Which lines in the records below include the word "impl"? Report each of them in full.

==============================

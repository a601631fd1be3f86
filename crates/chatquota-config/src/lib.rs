//! chatquota Configuration
//!
//! TOML configuration for the moderation bot, its scheduler and the global settings seed

use serde::{Deserialize, Serialize};
use std::collections::HashSet;
use std::path::{Path, PathBuf};

#[derive(Debug, Clone, Serialize, Deserialize, Default)]
pub struct Config {
    #[serde(default)]
    pub core: CoreConfig,
    pub telegram: Option<TelegramConfig>,
    #[serde(default)]
    pub moderation: ModerationConfig,
    #[serde(default)]
    pub schedule: ScheduleConfig,
    #[serde(default)]
    pub defaults: DefaultsConfig,
}

#[derive(Debug, Clone, Serialize, Deserialize, Default)]
pub struct CoreConfig {
    pub data_dir: Option<String>,
    pub log_level: Option<String>,
}

#[derive(Debug, Clone, Serialize, Deserialize, Default)]
pub struct TelegramConfig {
    pub bot_token: String,
    pub poll_timeout_secs: Option<u64>,
    pub client_recreate_interval_secs: Option<u64>,
    /// When set, only these rooms are moderated.
    #[serde(default)]
    pub allowed_chats: Option<Vec<i64>>,
}

impl TelegramConfig {
    pub fn account_tag(&self) -> String {
        let token = self.bot_token.trim();
        token.split(':').next().unwrap_or(token).trim().to_string()
    }

    pub fn is_chat_allowed(&self, chat_id: i64) -> bool {
        self.allowed_chats
            .as_ref()
            .map_or(true, |allowed| allowed.contains(&chat_id))
    }
}

#[derive(Debug, Clone, Serialize, Deserialize)]
pub struct ModerationConfig {
    #[serde(default = "default_album_debounce_ms")]
    pub album_debounce_ms: u64,
    #[serde(default = "default_album_max_items")]
    pub album_max_items: usize,
    #[serde(default = "default_album_history_limit")]
    pub album_history_limit: usize,
    #[serde(default = "default_album_stale_secs")]
    pub album_stale_secs: u64,
    #[serde(default = "default_max_inflight_events")]
    pub max_inflight_events: usize,
    #[serde(default = "default_prune_interval_secs")]
    pub prune_interval_secs: u64,
    /// Empty-media strikes untouched for this long are forgotten by the prune pass.
    #[serde(default = "default_strike_idle_secs")]
    pub strike_idle_secs: u64,
    #[serde(default)]
    pub notice_ttl: NoticeTtlConfig,
}

impl Default for ModerationConfig {
    fn default() -> Self {
        Self {
            album_debounce_ms: default_album_debounce_ms(),
            album_max_items: default_album_max_items(),
            album_history_limit: default_album_history_limit(),
            album_stale_secs: default_album_stale_secs(),
            max_inflight_events: default_max_inflight_events(),
            prune_interval_secs: default_prune_interval_secs(),
            strike_idle_secs: default_strike_idle_secs(),
            notice_ttl: NoticeTtlConfig::default(),
        }
    }
}

/// Seconds a transient notice stays visible before it is deleted. Zero keeps it.
#[derive(Debug, Clone, Serialize, Deserialize)]
pub struct NoticeTtlConfig {
    #[serde(default = "default_empty_warning_secs")]
    pub empty_warning_secs: u64,
    #[serde(default = "default_quota_warning_secs")]
    pub quota_warning_secs: u64,
    #[serde(default = "default_limit_notice_secs")]
    pub limit_notice_secs: u64,
    #[serde(default = "default_blocked_notice_secs")]
    pub blocked_notice_secs: u64,
    #[serde(default = "default_banned_notice_secs")]
    pub banned_notice_secs: u64,
    #[serde(default = "default_command_reply_secs")]
    pub command_reply_secs: u64,
}

impl Default for NoticeTtlConfig {
    fn default() -> Self {
        Self {
            empty_warning_secs: default_empty_warning_secs(),
            quota_warning_secs: default_quota_warning_secs(),
            limit_notice_secs: default_limit_notice_secs(),
            blocked_notice_secs: default_blocked_notice_secs(),
            banned_notice_secs: default_banned_notice_secs(),
            command_reply_secs: default_command_reply_secs(),
        }
    }
}

impl NoticeTtlConfig {
    /// All notices stay in the room.
    pub fn disabled() -> Self {
        Self {
            empty_warning_secs: 0,
            quota_warning_secs: 0,
            limit_notice_secs: 0,
            blocked_notice_secs: 0,
            banned_notice_secs: 0,
            command_reply_secs: 0,
        }
    }
}

#[derive(Debug, Clone, Serialize, Deserialize)]
pub struct ScheduleConfig {
    #[serde(default = "default_monthly_reset_schedule")]
    pub monthly_reset: String,
    #[serde(default = "default_auto_unblock_schedule")]
    pub auto_unblock: String,
    #[serde(default = "default_temporary_limits_schedule")]
    pub temporary_limits: String,
    #[serde(default = "default_check_interval_secs")]
    pub check_interval_secs: u64,
}

impl Default for ScheduleConfig {
    fn default() -> Self {
        Self {
            monthly_reset: default_monthly_reset_schedule(),
            auto_unblock: default_auto_unblock_schedule(),
            temporary_limits: default_temporary_limits_schedule(),
            check_interval_secs: default_check_interval_secs(),
        }
    }
}

/// Seed for the global settings row, applied once when the row is created.
#[derive(Debug, Clone, Serialize, Deserialize)]
pub struct DefaultsConfig {
    #[serde(default)]
    pub contact_link: String,
    #[serde(default = "default_message_limit")]
    pub message_limit: u32,
    #[serde(default = "default_min_message_length")]
    pub min_message_length: u32,
    #[serde(default = "default_banned_words")]
    pub banned_words: Vec<String>,
    #[serde(default)]
    pub exclude_words: Vec<String>,
    #[serde(default)]
    pub exclude_use_regex: bool,
    #[serde(default)]
    pub auto_unblock_days: u32,
    #[serde(default = "default_true")]
    pub security_log_enabled: bool,
}

impl Default for DefaultsConfig {
    fn default() -> Self {
        Self {
            contact_link: String::new(),
            message_limit: default_message_limit(),
            min_message_length: default_min_message_length(),
            banned_words: default_banned_words(),
            exclude_words: Vec::new(),
            exclude_use_regex: false,
            auto_unblock_days: 0,
            security_log_enabled: true,
        }
    }
}

fn default_true() -> bool {
    true
}

fn default_album_debounce_ms() -> u64 {
    1500
}

fn default_album_max_items() -> usize {
    10
}

fn default_album_history_limit() -> usize {
    100
}

fn default_album_stale_secs() -> u64 {
    60
}

fn default_max_inflight_events() -> usize {
    32
}

fn default_prune_interval_secs() -> u64 {
    300
}

fn default_strike_idle_secs() -> u64 {
    7 * 24 * 60 * 60
}

fn default_empty_warning_secs() -> u64 {
    60
}

fn default_quota_warning_secs() -> u64 {
    15
}

fn default_limit_notice_secs() -> u64 {
    15
}

fn default_blocked_notice_secs() -> u64 {
    5
}

fn default_banned_notice_secs() -> u64 {
    60
}

fn default_command_reply_secs() -> u64 {
    15
}

fn default_monthly_reset_schedule() -> String {
    "0 1 0 1 * *".to_string()
}

fn default_auto_unblock_schedule() -> String {
    "0 */10 * * * *".to_string()
}

fn default_temporary_limits_schedule() -> String {
    "0 0 * * * *".to_string()
}

fn default_check_interval_secs() -> u64 {
    30
}

fn default_message_limit() -> u32 {
    5
}

fn default_min_message_length() -> u32 {
    20
}

fn default_banned_words() -> Vec<String> {
    ["хуй", "пизда", "еблан", "мудак", "сука", "блять"]
        .iter()
        .map(|w| w.to_string())
        .collect()
}

impl Config {
    pub fn load<P: AsRef<Path>>(path: P) -> anyhow::Result<Self> {
        let content = std::fs::read_to_string(path.as_ref())?;
        let config: Config = toml::from_str(&content)?;
        config.validate()?;
        Ok(config)
    }

    pub fn default_path() -> Option<PathBuf> {
        dirs::config_dir().map(|dir| dir.join("chatquota").join("config.toml"))
    }

    pub fn data_dir(&self) -> Option<PathBuf> {
        match self.core.data_dir.as_deref().map(str::trim) {
            Some(dir) if !dir.is_empty() => Some(expand_home(dir)),
            _ => dirs::data_local_dir().map(|dir| dir.join("chatquota")),
        }
    }

    pub fn validate(&self) -> anyhow::Result<()> {
        if let Some(telegram) = &self.telegram {
            if telegram.bot_token.trim().is_empty() {
                anyhow::bail!("telegram.bot_token cannot be empty");
            }
            if !telegram.bot_token.contains(':') {
                anyhow::bail!("telegram.bot_token has invalid format (expected <id>:<secret>)");
            }
            if let Some(timeout) = telegram.poll_timeout_secs {
                if timeout == 0 || timeout > 300 {
                    anyhow::bail!("telegram.poll_timeout_secs must be in range 1..=300");
                }
            }
            if let Some(chats) = &telegram.allowed_chats {
                let mut seen = HashSet::new();
                for chat in chats {
                    if !seen.insert(*chat) {
                        anyhow::bail!("telegram.allowed_chats contains duplicate chat {}", chat);
                    }
                }
            }
        }

        let moderation = &self.moderation;
        if !(100..=60_000).contains(&moderation.album_debounce_ms) {
            anyhow::bail!("moderation.album_debounce_ms must be in range 100..=60000");
        }
        if moderation.album_max_items == 0 {
            anyhow::bail!("moderation.album_max_items must be > 0");
        }
        if moderation.max_inflight_events == 0 {
            anyhow::bail!("moderation.max_inflight_events must be > 0");
        }
        if moderation.prune_interval_secs == 0 {
            anyhow::bail!("moderation.prune_interval_secs must be > 0");
        }

        for (name, expr) in [
            ("schedule.monthly_reset", &self.schedule.monthly_reset),
            ("schedule.auto_unblock", &self.schedule.auto_unblock),
            ("schedule.temporary_limits", &self.schedule.temporary_limits),
        ] {
            if expr.trim().is_empty() {
                anyhow::bail!("{} cannot be empty", name);
            }
        }
        if self.schedule.check_interval_secs == 0 || self.schedule.check_interval_secs > 3600 {
            anyhow::bail!("schedule.check_interval_secs must be in range 1..=3600");
        }

        let defaults = &self.defaults;
        if !(1..=1000).contains(&defaults.message_limit) {
            anyhow::bail!("defaults.message_limit must be in range 1..=1000");
        }
        if defaults.min_message_length > 4096 {
            anyhow::bail!("defaults.min_message_length must be <= 4096");
        }
        if defaults.auto_unblock_days > 365 {
            anyhow::bail!("defaults.auto_unblock_days must be <= 365");
        }

        Ok(())
    }
}

fn expand_home(path: &str) -> PathBuf {
    if let Some(rest) = path.strip_prefix("~/") {
        if let Some(home) = dirs::home_dir() {
            return home.join(rest);
        }
    }
    PathBuf::from(path)
}

pub const TEMPLATE: &str = r#"[core]
# data_dir = "~/.local/share/chatquota"
log_level = "info"

[telegram]
bot_token = "123456:replace-me"
poll_timeout_secs = 60
# allowed_chats = [-1001234567890]

[moderation]
album_debounce_ms = 1500
# strike_idle_secs = 604800

[moderation.notice_ttl]
empty_warning_secs = 60
quota_warning_secs = 15
limit_notice_secs = 15
blocked_notice_secs = 5

[schedule]
monthly_reset = "0 1 0 1 * *"
auto_unblock = "0 */10 * * * *"
temporary_limits = "0 0 * * * *"

[defaults]
contact_link = ""
message_limit = 5
min_message_length = 20
"#;

#[cfg(test)]
mod tests {
    use super::{Config, TEMPLATE};

    fn parse_config(input: &str) -> Config {
        let cfg: Config = toml::from_str(input).expect("valid TOML");
        cfg
    }

    #[test]
    fn empty_config_uses_defaults() {
        let cfg = parse_config("");
        assert!(cfg.validate().is_ok());
        assert!(cfg.telegram.is_none());
        assert_eq!(cfg.moderation.album_debounce_ms, 1500);
        assert_eq!(cfg.moderation.notice_ttl.blocked_notice_secs, 5);
        assert_eq!(cfg.moderation.strike_idle_secs, 604_800);
        assert_eq!(cfg.defaults.message_limit, 5);
        assert_eq!(cfg.defaults.min_message_length, 20);
        assert!(cfg.defaults.security_log_enabled);
        assert_eq!(cfg.defaults.banned_words.len(), 6);
        assert_eq!(cfg.schedule.monthly_reset, "0 1 0 1 * *");
    }

    #[test]
    fn template_is_valid() {
        let cfg = parse_config(TEMPLATE);
        assert!(cfg.validate().is_ok());
        let telegram = cfg.telegram.expect("telegram section");
        assert_eq!(telegram.account_tag(), "123456");
    }

    #[test]
    fn validate_rejects_empty_bot_token() {
        let cfg = parse_config(
            r#"
[telegram]
bot_token = "  "
"#,
        );
        assert!(cfg.validate().is_err());
    }

    #[test]
    fn validate_rejects_out_of_range_debounce() {
        let cfg = parse_config(
            r#"
[moderation]
album_debounce_ms = 5
"#,
        );
        assert!(cfg.validate().is_err());
    }

    #[test]
    fn validate_rejects_limit_outside_range() {
        let cfg = parse_config(
            r#"
[defaults]
message_limit = 0
"#,
        );
        assert!(cfg.validate().is_err());
    }

    #[test]
    fn validate_rejects_empty_schedule() {
        let cfg = parse_config(
            r#"
[schedule]
auto_unblock = ""
"#,
        );
        assert!(cfg.validate().is_err());
    }

    #[test]
    fn allowed_chats_filter() {
        let cfg = parse_config(
            r#"
[telegram]
bot_token = "1:abc"
allowed_chats = [-1001]
"#,
        );
        let telegram = cfg.telegram.expect("telegram section");
        assert!(telegram.is_chat_allowed(-1001));
        assert!(!telegram.is_chat_allowed(-1002));
    }
}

==============================

» **Task response**:
impl TelegramConfig {
impl Default for ModerationConfig {
impl Default for NoticeTtlConfig {
impl NoticeTtlConfig {
impl Default for ScheduleConfig {
impl Default for DefaultsConfig {
impl Config {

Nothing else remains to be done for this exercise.